内閣官房の国家戦略室内に置かれたエネルギー・環境会議は、2011年12月に基本方針「エネルギー・環境戦略に関する選択肢の提示に向けて」を決定した。同会議はこの基本方針に基づき、2012年9月14日に「革新的エネルギー・環境戦略」を決定した。省エネルギーと、再生可能エネルギーなどのグリーンエネルギーを最大限に引き上げることによって、原発への依存度を減らし、化石燃料への依存度を抑制することを基本方針としている。
当初は閣議決定されるとみられていたが、同日に閣議決定された「今後のエネルギー・環境政策について」に付された文書扱いとなった。閣議決定では、「今後のエネルギー・環境政策については、『革新的エネルギー環境戦略』を踏まえて、関係自治体や国際社会等と責任ある議論を行い、国民の理解を解得つつ、柔軟性を持って不断の検証と見直しを行いながら遂行する」としている。新戦略は、国民からのパブリックコメントや意見聴取会による意見を踏まえて、次の3つを柱とする内容となった。

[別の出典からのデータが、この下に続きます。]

//! Dominant-frequency selection over a filtered spectrum.

use serde::{Deserialize, Serialize};

use super::FilteredSpectrum;

/// Strongest in-band bin.
#[derive(Debug, Clone, Copy, PartialEq, Serialize, Deserialize)]
pub struct PeakResult {
    pub index: usize,
    /// Frequency of the bin (Hz)
    pub frequency: f64,
    /// Normalized magnitude, usable as a quality hint
    pub magnitude: f64,
}

#[derive(Debug, Clone, Copy, Default)]
pub struct PeakDetector;

impl PeakDetector {
    pub fn new() -> Self {
        Self
    }

    /// Linear scan of the retained bins; ties resolve to the lowest index.
    ///
    /// `None` when no retained bin exists in the spectrum.
    pub fn peak(&self, filtered: &FilteredSpectrum) -> Option<PeakResult> {
        let mut best: Option<(usize, f64)> = None;
        for k in filtered.min_idx()..=filtered.max_idx() {
            let Some(&m) = filtered.magnitudes().get(k) else {
                break;
            };
            if best.map_or(true, |(_, b)| m > b) {
                best = Some((k, m));
            }
        }

        let (index, magnitude) = best?;
        Some(PeakResult {
            index,
            frequency: *filtered.frequencies().get(index)?,
            magnitude,
        })
    }
}

#[cfg(test)]
mod tests {
    use super::*;
    use crate::processing::{BandpassFilter, Spectrum, SpectrumAnalyzer};
    use std::f64::consts::PI;

    fn spectrum_from(magnitudes: Vec<f64>) -> Spectrum {
        let n = magnitudes.len() * 2;
        Spectrum {
            frequencies: (0..magnitudes.len()).map(|k| k as f64).collect(),
            magnitudes,
            sample_rate: n as f64,
            fft_size: n,
        }
    }

    #[test]
    fn test_picks_maximum() {
        let spectrum = spectrum_from(vec![9.0, 0.1, 0.4, 0.8, 0.3, 0.2, 0.1, 0.0]);
        let filtered = BandpassFilter::new(1.0, 6.0).filter(&spectrum).unwrap();
        let peak = PeakDetector::new().peak(&filtered).unwrap();
        assert_eq!(peak.index, 3);
        assert_eq!(peak.frequency, 3.0);
        assert_eq!(peak.magnitude, 0.8);
    }

    #[test]
    fn test_tie_goes_to_lowest_index() {
        let spectrum = spectrum_from(vec![0.0, 0.2, 0.5, 0.1, 0.5, 0.5, 0.0, 0.0]);
        let filtered = BandpassFilter::new(0.5, 7.0).filter(&spectrum).unwrap();
        assert_eq!(PeakDetector::new().peak(&filtered).unwrap().index, 2);
    }

    #[test]
    fn test_out_of_band_energy_ignored() {
        // Large DC and a strong 7 Hz line outside a 1-5 Hz band
        let spectrum = spectrum_from(vec![5.0, 0.1, 0.2, 0.3, 0.1, 0.0, 0.0, 4.0]);
        let filtered = BandpassFilter::new(1.0, 5.0).filter(&spectrum).unwrap();
        let peak = PeakDetector::new().peak(&filtered).unwrap();
        assert_eq!(peak.frequency, 3.0);
    }

    #[test]
    fn test_sine_peak_within_one_bin_for_all_window_sizes() {
        let mut analyzer = SpectrumAnalyzer::new();
        let band = BandpassFilter::new(0.5, 50.0);
        let fps = 60.0;

        for n in [32usize, 64, 128, 256] {
            for f0 in [1.7, 2.9, 4.4, 11.3] {
                let signal: Vec<f64> = (0..n)
                    .map(|i| 0.4 + 0.02 * (2.0 * PI * f0 * i as f64 / fps).sin())
                    .collect();
                let spectrum = analyzer.compute(&signal, fps).unwrap();
                let peak = PeakDetector::new()
                    .peak(&band.filter(&spectrum).unwrap())
                    .unwrap();
                let bin = fps / n as f64;
                assert!(
                    (peak.frequency - f0).abs() <= bin,
                    "N={} f0={} got {} (bin {})",
                    n,
                    f0,
                    peak.frequency,
                    bin
                );
            }
        }
    }
}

第一に、原発に依存しない社会の早期実現を達成するために、3つの原則を定めている。原発の40年運転制限制の厳格な適用と、再稼働には原子力規制委員会の安全確認が必要であること、原発の新・増設を行わないことだ。これらを基本として、2030年代に原発稼働をゼロにするため、あらゆる政策資源を投入するとしている。ただし、その過程で安全性が確認された原発については重要電源として活用するとも書いてある。
第二に、グリーンエネルギー革命の実現をあげている。消費者などさまざまな担い手が主役となる新たな仕組みを構築することで、グリーン成長戦略を推進する。また、グリーンエネルギーが普及・拡大していくような社会システムへの変革を、国民の協力のもと進めていく。具体的には、節電については2030年までに2010年比で1100億kWh以上の削減を実現する。その際にピーク需要に関しては、スマートメーターやHEMS、BEMS、デマンドレスポンスなどを活用する。省エネについては、最終エネルギー消費量ベースで、2030年までに2010年比で7200万kl以上の削減を目指す。

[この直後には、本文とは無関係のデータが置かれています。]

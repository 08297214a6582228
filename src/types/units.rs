//! Output units and their formatting

use serde::{Deserialize, Serialize};
use std::collections::BTreeMap;

/// Conversion factor from kilograms plus display precision.
#[derive(Debug, Clone, Copy, PartialEq, Serialize, Deserialize)]
pub struct UnitSpec {
    /// Multiplier applied to a value in kilograms
    pub ratio: f64,
    /// Digits after the decimal point when rendering
    pub fractional_digits: u8,
}

impl UnitSpec {
    pub const fn new(ratio: f64, fractional_digits: u8) -> Self {
        Self {
            ratio,
            fractional_digits,
        }
    }

    /// Render a value already expressed in this unit.
    pub fn format(&self, value: f64) -> String {
        format!("{:.*}", self.fractional_digits as usize, value)
    }
}

/// Unit identifier → spec. Owned by the display side of the system.
pub type UnitTable = BTreeMap<String, UnitSpec>;

/// Grams, kilograms, ounces and pounds.
pub fn default_unit_table() -> UnitTable {
    let mut table = UnitTable::new();
    table.insert("g".to_string(), UnitSpec::new(1000.0, 0));
    table.insert("kg".to_string(), UnitSpec::new(1.0, 3));
    table.insert("oz".to_string(), UnitSpec::new(35.273_961_9, 1));
    table.insert("lb".to_string(), UnitSpec::new(2.204_622_62, 2));
    table
}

第三の柱が、エネルギーの安定供給だ。第一と第二の柱を実現するためにも重要な課題であり、化石燃料などのエネルギー源について十分な電源を確保するとともに、熱的な利用も含めて高度な効率化を図る。それとともに、次世代エネルギー技術の研究開発を加速する。また、これら3つの柱を実現するために、電力システム改革を断行するとしている。市場の独占を解消して競争を促し、発送電を分離することで分散ネットワーク型システムを確立する。
さらに、地球温暖化対策を着実に実施していくことも表明している。政府は、以上の内容を踏まえて、原子力やグリーンエネルギー、電力システム、温暖化対策などに関する計画や大綱をまとめる方針だ。